Genotoxicity of mercury compounds. A review.

This article reviews literature data concerning the genotoxicity of 29 mercury-containing agents, including laboratory compounds as well as ingredients of preparations used as fungicides, dyes, disinfectants and drugs. A variety of genetic end-points were investigated in bacteria, yeasts, moulds, plants, insects, cultured cells from fishes, rodents or humans, aquatic organisms, amphibians, mammalia and exposed humans. The overall evaluation is quite complex. Mercury compounds failed to induce point mutations in bacteria but often exerted clastogenic effects in eukaryotes, especially by binding SH groups and acting as spindle inhibitors, thereby causing c-mitosis and consequently aneuploidy and/or polyploidy. Inorganic mercury compounds were also found to induce the generation of reactive oxygen species and glutathione depletion in cultured mammalian cells. Although different mercury compounds tended to produce qualitatively comparable genetic effects, which suggests the involvement of a common toxic entity, methylmercury derivatives and other ionizable organomercury compounds were more active in short-term tests than either non-ionizable mercury compounds (e.g., dimethylmercury) or inorganic mercury salts (e.g., mercuric chloride).
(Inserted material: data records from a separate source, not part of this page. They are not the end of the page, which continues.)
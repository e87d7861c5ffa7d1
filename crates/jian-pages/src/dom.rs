//! DOM seam.
//!
//! Widgets render into a [`Container`] and learn about user clicks through one delegated
//! click listener per container. A [`Document`] resolves selectors to containers.
//!
//! Two implementations are provided:
//!
//! - [`memory`]: an in-memory container and document, available on every target. Used by
//!   tests and by server-side rendering.
//! - `browser` (WASM only): wraps `web_sys::Element` and `web_sys::Document`.

use std::collections::HashMap;
use std::fmt;
use std::rc::Rc;

use crate::events::Subscription;

#[cfg(target_arch = "wasm32")]
pub mod browser;
pub mod memory;

#[cfg(target_arch = "wasm32")]
pub use browser::{BrowserDocument, ElementContainer};
pub use memory::{MemoryContainer, MemoryDocument};

/// Handler invoked by a delegated click listener.
pub type ClickHandler = Rc<dyn Fn(&ClickTarget)>;

/// The element a delegated click resolved to.
///
/// Holds the `data-*` attributes of the closest ancestor of the click origin that
/// matched the delegation selector, keyed without the `data-` prefix.
#[derive(Debug, Clone, Default, PartialEq, Eq)]
pub struct ClickTarget {
	data: HashMap<String, String>,
}

impl ClickTarget {
	/// Creates a target with no data attributes.
	pub fn new() -> Self {
		Self::default()
	}

	/// Adds a data attribute (`name` without the `data-` prefix).
	pub fn with_data(mut self, name: impl Into<String>, value: impl Into<String>) -> Self {
		self.data.insert(name.into(), value.into());
		self
	}

	/// Returns the value of `data-<name>`.
	pub fn data(&self, name: &str) -> Option<&str> {
		self.data.get(name).map(String::as_str)
	}

	/// Returns true if the element carries `data-disabled="true"`.
	pub fn is_disabled(&self) -> bool {
		self.data("disabled") == Some("true")
	}
}

/// A rendering target owned by one widget.
pub trait Container {
	/// Replaces the container's content.
	fn set_inner_html(&self, html: &str);

	/// Returns the container's current content.
	fn inner_html(&self) -> String;

	/// Installs a click listener on the container itself. Clicks on descendants are
	/// delivered to `handler` when their closest ancestor matching `selector` lies
	/// inside the container. The listener stays installed until the returned
	/// subscription ends.
	fn delegate_click(&self, selector: &str, handler: ClickHandler) -> Subscription;
}

/// Resolves selectors to containers.
pub trait Document {
	/// Returns the first element matching `selector`.
	fn query_selector(&self, selector: &str) -> Option<Rc<dyn Container>>;
}

/// What a widget is mounted on: an already resolved container or a selector still to be
/// looked up in a [`Document`].
#[derive(Clone)]
pub enum MountTarget {
	/// A resolved container
	Element(Rc<dyn Container>),
	/// A selector such as `#pagination`
	Selector(String),
}

impl MountTarget {
	/// Resolves the target against `document`.
	pub fn resolve(&self, document: &dyn Document) -> Option<Rc<dyn Container>> {
		match self {
			Self::Element(container) => Some(Rc::clone(container)),
			Self::Selector(selector) => document.query_selector(selector),
		}
	}
}

impl fmt::Debug for MountTarget {
	fn fmt(&self, f: &mut fmt::Formatter<'_>) -> fmt::Result {
		match self {
			Self::Element(_) => f.write_str("Element(<container>)"),
			Self::Selector(selector) => f.debug_tuple("Selector").field(selector).finish(),
		}
	}
}

impl fmt::Display for MountTarget {
	fn fmt(&self, f: &mut fmt::Formatter<'_>) -> fmt::Result {
		match self {
			Self::Element(_) => f.write_str("<element>"),
			Self::Selector(selector) => f.write_str(selector),
		}
	}
}

impl From<&str> for MountTarget {
	fn from(selector: &str) -> Self {
		Self::Selector(selector.to_string())
	}
}

impl From<String> for MountTarget {
	fn from(selector: String) -> Self {
		Self::Selector(selector)
	}
}

impl From<Rc<dyn Container>> for MountTarget {
	fn from(container: Rc<dyn Container>) -> Self {
		Self::Element(container)
	}
}

impl From<Rc<MemoryContainer>> for MountTarget {
	fn from(container: Rc<MemoryContainer>) -> Self {
		Self::Element(container)
	}
}

#[cfg(target_arch = "wasm32")]
impl From<web_sys::Element> for MountTarget {
	fn from(element: web_sys::Element) -> Self {
		Self::Element(Rc::new(ElementContainer::new(element)))
	}
}

#[cfg(test)]
mod tests {
	use super::*;
	use rstest::rstest;

	#[rstest]
	fn test_click_target_data() {
		let target = ClickTarget::new()
			.with_data("action", "goto")
			.with_data("page", "4");
		assert_eq!(target.data("action"), Some("goto"));
		assert_eq!(target.data("page"), Some("4"));
		assert_eq!(target.data("missing"), None);
		assert!(!target.is_disabled());
	}

	#[rstest]
	#[case("true", true)]
	#[case("false", false)]
	#[case("", false)]
	fn test_click_target_disabled(#[case] value: &str, #[case] expected: bool) {
		let target = ClickTarget::new().with_data("disabled", value);
		assert_eq!(target.is_disabled(), expected);
	}

	#[rstest]
	fn test_mount_target_resolves_selector() {
		let document = MemoryDocument::new();
		let container = document.create("#pager");

		let target = MountTarget::from("#pager");
		let resolved = target.resolve(&document);
		assert!(resolved.is_some());

		resolved.unwrap().set_inner_html("<ul></ul>");
		assert_eq!(container.inner_html(), "<ul></ul>");
	}

	#[rstest]
	fn test_mount_target_missing_selector() {
		let document = MemoryDocument::new();
		assert!(MountTarget::from("#missing").resolve(&document).is_none());
	}

	#[rstest]
	fn test_mount_target_element_skips_lookup() {
		let document = MemoryDocument::new();
		let container = Rc::new(MemoryContainer::new());
		let target = MountTarget::from(Rc::clone(&container));
		assert!(target.resolve(&document).is_some());
		assert_eq!(target.to_string(), "<element>");
	}
}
The results of cytogenetic monitoring in peripheral blood lymphocytes of individuals exposed to elemental mercury or mercury compounds from accidental, occupational or alimentary sources were either negative or borderline or uncertain as to the actual role played by mercury in some positive findings. Both genotoxic and non-genotoxic mechanisms may contribute to the renal carcinogenicity of mercury, which so far has been convincingly demonstrated only in male rodents treated with methylmercury chloride.